お茶コラム『朝茶はその日の難逃れ』 第202号
季節のおもてなし
季節のおもてなし
みなさん、こんにちは。
外販渉外課の糟谷です。
先日、華道を嗜む友人の家に招かれ、玄関に「桔梗」がたくさん飾られているのを見て驚きました。
「桔梗」といえば、秋の七草のひとつ。
確かに涼しげで良かったのですが、梅雨明けもまだだし、さすがに早いなあと感じてしまいました。
今はどんな花でもハウス栽培で手に入って便利ですが、先取りしすぎるのも、季節感が薄れてしまうような気もします。
茶道の世界でも基本的に「先取りは良し」とされます。
例えば、私の習っている流派では、8月中旬のお茶会で紅葉の柄の茶碗を使うのはOK。
残暑厳しい中でも、お茶を飲むひと時だけは、秋の涼しさを感じていただけたらという心遣いなのでしょう。
ところが例外もあります。
「七夕」と「雛祭り」など一部の行事は、実際の日にちからずいぶん遅れて、旧暦に合わせてお茶会を行うことが多いです。
それはなぜか?
今、私たちが使っている世界共通の暦では、日本の四季とずれてしまうからなんだそうです。

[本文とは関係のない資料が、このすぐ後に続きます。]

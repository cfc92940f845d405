use httparse::Error as HttpParseError;
use std::io;
use std::string::FromUtf8Error;
use thiserror::Error;

#[derive(Error, Debug)]
pub enum Error {
    // Framing errors -> always a 1006 close per spec
    #[error("RSV bit set without a negotiated extension")]
    RSVNotZero,

    #[error("control frames must not be fragmented")]
    ControlFramesFragmented,

    #[error("control frame payload can't be greater than 125 bytes")]
    ControlFramePayloadSize,

    #[error("client frame was not masked")]
    UnmaskedClientFrame,

    #[error("invalid frame while there is a fragmented message in progress")]
    InvalidFrameFragmentation,

    #[error("incoming fragmented message but there is one already in progress")]
    FragmentedInProgress,

    #[error("invalid continuation frame: no fragmented message to continue")]
    InvalidContinuationFrame,

    #[error("invalid opcode: `{0}`")]
    InvalidOpcode(u8),

    #[error("fragment_size: `{0}` can't be greater than max_frame_size: `{1}`")]
    CustomFragmentSizeExceeded(usize, usize),

    #[error("invalid UTF-8 in text message")]
    InvalidUtf8,

    #[error("{source}")]
    FromUtf8Error {
        #[from]
        source: FromUtf8Error,
    },

    // Compression errors -> 1006 close
    #[error("deflate stream error: {0}")]
    DeflateError(String),

    #[error("max_window_bits should be a value between 8 and 15")]
    InvalidMaxWindowBits,

    // Policy error -> 1009 close only when close_on_oversize_message is set
    #[error("message exceeds max_payload")]
    MessageTooBig,

    // Lifecycle errors
    #[error("connection is already closing")]
    OverlappedClose,

    // Transport / IO errors -> 1006 close unless a peer close frame was already parsed
    #[error("IO error: {source}")]
    IOError {
        #[from]
        source: io::Error,
    },

    #[error("TLS handshake failed: {0}")]
    Tls(String),

    // HTTP Upgrade handshake errors (handshake module, not part of the core state machine)
    #[error("invalid HTTP handshake request method or version")]
    InvalidHTTPHandshake,

    #[error("Connection: Upgrade header missing in the request")]
    NoConnectionHeaderPresent,

    #[error("Upgrade: websocket header missing in the request")]
    NoUpgradeHeaderPresent,

    #[error("couldn't find Sec-WebSocket-Key header in the request")]
    NoSecWebsocketKey,

    #[error("{source}")]
    HttpParseError {
        #[from]
        source: HttpParseError,
    },

    #[error("incomplete HTTP request")]
    IncompleteHTTPRequest,
}

impl Error {
    /// The close code a conformant peer should see for this failure. Almost everything
    /// the parser/assembler/inflater can raise is 1006 (abnormal closure) per spec; the
    /// oversize-message policy error is the only one with its own code, and only when the
    /// caller opted into strict enforcement via `WebSocketConfig::close_on_oversize_message`.
    pub fn close_code(&self) -> u16 {
        match self {
            Error::MessageTooBig => 1009,
            _ => 1006,
        }
    }
}
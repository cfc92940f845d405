use base64::prelude::BASE64_STANDARD;
use base64::Engine;
use sha1::{Digest, Sha1};

const WEBSOCKET_GUID: &str = "258EAFA5-E914-47DA-95CA-C5AB0DC85B11";

/// RFC 6455 §1.3: the accept value is `base64(sha1(key + the magic GUID))`.
pub(crate) fn generate_websocket_accept_value(key: String) -> String {
    let mut sha1 = Sha1::new();
    sha1.update(key.as_bytes());
    sha1.update(WEBSOCKET_GUID.as_bytes());
    BASE64_STANDARD.encode(sha1.finalize())
}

年が明けたらすぐ「新春」と言われても、まだ真冬で春なんてぜんぜん感じませんよね。
季節を感じるには、日本人が古来より使ってきた旧暦のほうが合うのだそうです。
季節感を大切にする華道や茶道では、相手(お客さま)の気持ちを常に予測して、しつらえを考えます。
「おもてなし」って奥が深いんですね。。。
そう考えると、華道茶道ともに師範免許を持っている友人が「桔梗」を飾ったのには、 何かの別の意図があったのかも??
今度また改めて聞いてみようと思います。